:: WHAT YOU HAVE TO DO ::
In the entries below, find each line bearing the string "Available" and copy it.

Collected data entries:
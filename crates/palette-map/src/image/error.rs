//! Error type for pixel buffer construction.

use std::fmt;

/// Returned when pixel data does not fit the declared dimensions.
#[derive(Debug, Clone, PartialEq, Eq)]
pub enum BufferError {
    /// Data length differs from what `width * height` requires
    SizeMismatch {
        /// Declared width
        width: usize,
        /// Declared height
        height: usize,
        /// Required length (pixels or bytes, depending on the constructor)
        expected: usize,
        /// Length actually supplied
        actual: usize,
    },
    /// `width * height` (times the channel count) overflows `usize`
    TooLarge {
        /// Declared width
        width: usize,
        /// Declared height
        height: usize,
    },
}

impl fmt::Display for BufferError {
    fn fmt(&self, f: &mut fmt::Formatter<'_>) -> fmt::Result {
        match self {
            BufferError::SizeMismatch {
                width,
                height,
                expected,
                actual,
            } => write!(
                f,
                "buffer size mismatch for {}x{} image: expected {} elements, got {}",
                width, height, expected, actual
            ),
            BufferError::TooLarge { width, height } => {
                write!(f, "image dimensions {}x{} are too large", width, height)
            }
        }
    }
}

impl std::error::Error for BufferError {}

--

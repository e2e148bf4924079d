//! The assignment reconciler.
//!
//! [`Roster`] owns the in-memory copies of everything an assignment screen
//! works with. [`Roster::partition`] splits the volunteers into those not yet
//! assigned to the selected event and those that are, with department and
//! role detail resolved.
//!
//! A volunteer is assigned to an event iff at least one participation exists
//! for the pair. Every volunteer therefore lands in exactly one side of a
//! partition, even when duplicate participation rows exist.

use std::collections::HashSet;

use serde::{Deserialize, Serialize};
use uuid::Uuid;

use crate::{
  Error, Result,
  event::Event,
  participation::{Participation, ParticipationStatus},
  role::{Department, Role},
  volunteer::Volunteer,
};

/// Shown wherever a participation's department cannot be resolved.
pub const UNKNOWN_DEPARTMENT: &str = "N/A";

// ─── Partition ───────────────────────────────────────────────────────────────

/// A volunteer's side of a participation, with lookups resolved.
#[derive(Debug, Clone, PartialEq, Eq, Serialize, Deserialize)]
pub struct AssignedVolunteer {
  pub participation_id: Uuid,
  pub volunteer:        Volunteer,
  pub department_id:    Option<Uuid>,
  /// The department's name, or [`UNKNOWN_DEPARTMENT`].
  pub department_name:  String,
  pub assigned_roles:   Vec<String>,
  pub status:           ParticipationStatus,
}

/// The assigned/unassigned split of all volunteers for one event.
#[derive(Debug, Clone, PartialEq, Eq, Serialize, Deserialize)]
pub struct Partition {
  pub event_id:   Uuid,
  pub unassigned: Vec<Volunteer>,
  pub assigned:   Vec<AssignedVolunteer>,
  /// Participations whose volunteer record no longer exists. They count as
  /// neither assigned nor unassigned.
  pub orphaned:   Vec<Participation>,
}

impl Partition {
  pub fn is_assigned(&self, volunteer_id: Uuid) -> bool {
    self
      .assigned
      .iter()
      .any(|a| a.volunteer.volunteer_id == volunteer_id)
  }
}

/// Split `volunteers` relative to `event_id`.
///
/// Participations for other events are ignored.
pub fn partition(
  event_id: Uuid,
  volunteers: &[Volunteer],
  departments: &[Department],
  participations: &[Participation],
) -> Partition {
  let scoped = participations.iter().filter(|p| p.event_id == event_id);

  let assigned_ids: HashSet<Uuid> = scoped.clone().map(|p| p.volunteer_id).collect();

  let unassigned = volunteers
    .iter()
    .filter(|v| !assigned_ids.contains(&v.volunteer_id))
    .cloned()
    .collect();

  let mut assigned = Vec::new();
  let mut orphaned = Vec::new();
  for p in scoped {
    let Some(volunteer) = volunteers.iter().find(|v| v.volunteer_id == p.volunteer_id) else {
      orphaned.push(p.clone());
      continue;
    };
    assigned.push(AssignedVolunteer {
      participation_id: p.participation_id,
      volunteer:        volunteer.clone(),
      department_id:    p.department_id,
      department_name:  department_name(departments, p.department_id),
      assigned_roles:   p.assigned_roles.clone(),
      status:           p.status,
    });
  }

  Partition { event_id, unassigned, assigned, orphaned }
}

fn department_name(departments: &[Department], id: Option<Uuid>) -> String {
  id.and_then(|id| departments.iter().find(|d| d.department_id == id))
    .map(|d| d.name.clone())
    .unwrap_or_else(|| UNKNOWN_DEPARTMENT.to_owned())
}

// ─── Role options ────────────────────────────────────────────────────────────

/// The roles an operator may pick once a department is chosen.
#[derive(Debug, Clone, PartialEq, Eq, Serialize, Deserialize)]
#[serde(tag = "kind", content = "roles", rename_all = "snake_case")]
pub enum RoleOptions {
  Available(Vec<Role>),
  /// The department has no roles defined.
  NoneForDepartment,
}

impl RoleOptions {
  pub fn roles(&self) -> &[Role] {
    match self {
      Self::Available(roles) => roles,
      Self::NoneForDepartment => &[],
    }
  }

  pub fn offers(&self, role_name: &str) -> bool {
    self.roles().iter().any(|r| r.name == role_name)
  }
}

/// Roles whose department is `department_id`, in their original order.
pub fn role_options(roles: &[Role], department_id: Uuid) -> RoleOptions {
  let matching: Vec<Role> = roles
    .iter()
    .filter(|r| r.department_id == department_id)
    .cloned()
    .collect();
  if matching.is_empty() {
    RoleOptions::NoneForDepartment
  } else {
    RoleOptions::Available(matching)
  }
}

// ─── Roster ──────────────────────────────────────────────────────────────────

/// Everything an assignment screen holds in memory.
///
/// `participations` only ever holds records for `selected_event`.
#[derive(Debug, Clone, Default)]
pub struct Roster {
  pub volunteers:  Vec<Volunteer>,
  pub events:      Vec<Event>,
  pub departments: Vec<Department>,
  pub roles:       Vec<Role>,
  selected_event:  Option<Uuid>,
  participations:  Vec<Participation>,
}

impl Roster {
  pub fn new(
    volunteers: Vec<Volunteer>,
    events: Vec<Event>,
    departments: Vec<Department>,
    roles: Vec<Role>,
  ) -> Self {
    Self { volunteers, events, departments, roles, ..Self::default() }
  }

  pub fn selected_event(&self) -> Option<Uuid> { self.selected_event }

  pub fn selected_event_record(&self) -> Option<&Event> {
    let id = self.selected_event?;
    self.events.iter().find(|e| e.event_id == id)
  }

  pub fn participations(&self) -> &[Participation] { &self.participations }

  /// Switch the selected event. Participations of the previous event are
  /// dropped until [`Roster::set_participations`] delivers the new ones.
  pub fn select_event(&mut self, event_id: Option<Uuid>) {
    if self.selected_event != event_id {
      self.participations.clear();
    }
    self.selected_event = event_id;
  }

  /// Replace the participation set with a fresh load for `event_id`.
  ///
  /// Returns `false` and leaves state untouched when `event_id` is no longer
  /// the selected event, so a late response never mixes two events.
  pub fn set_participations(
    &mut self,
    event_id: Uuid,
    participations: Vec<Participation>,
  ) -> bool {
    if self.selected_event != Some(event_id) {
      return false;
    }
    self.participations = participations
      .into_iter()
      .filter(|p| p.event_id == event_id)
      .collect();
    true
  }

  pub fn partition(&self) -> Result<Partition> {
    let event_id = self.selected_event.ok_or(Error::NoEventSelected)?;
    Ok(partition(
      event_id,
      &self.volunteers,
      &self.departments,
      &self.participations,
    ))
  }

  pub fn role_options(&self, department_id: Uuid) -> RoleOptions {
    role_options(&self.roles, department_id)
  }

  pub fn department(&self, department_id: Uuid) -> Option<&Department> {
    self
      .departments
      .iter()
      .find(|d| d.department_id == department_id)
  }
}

:: RESULT ::
  Available(Vec<Role>),
      Self::Available(roles) => roles,
    RoleOptions::Available(matching)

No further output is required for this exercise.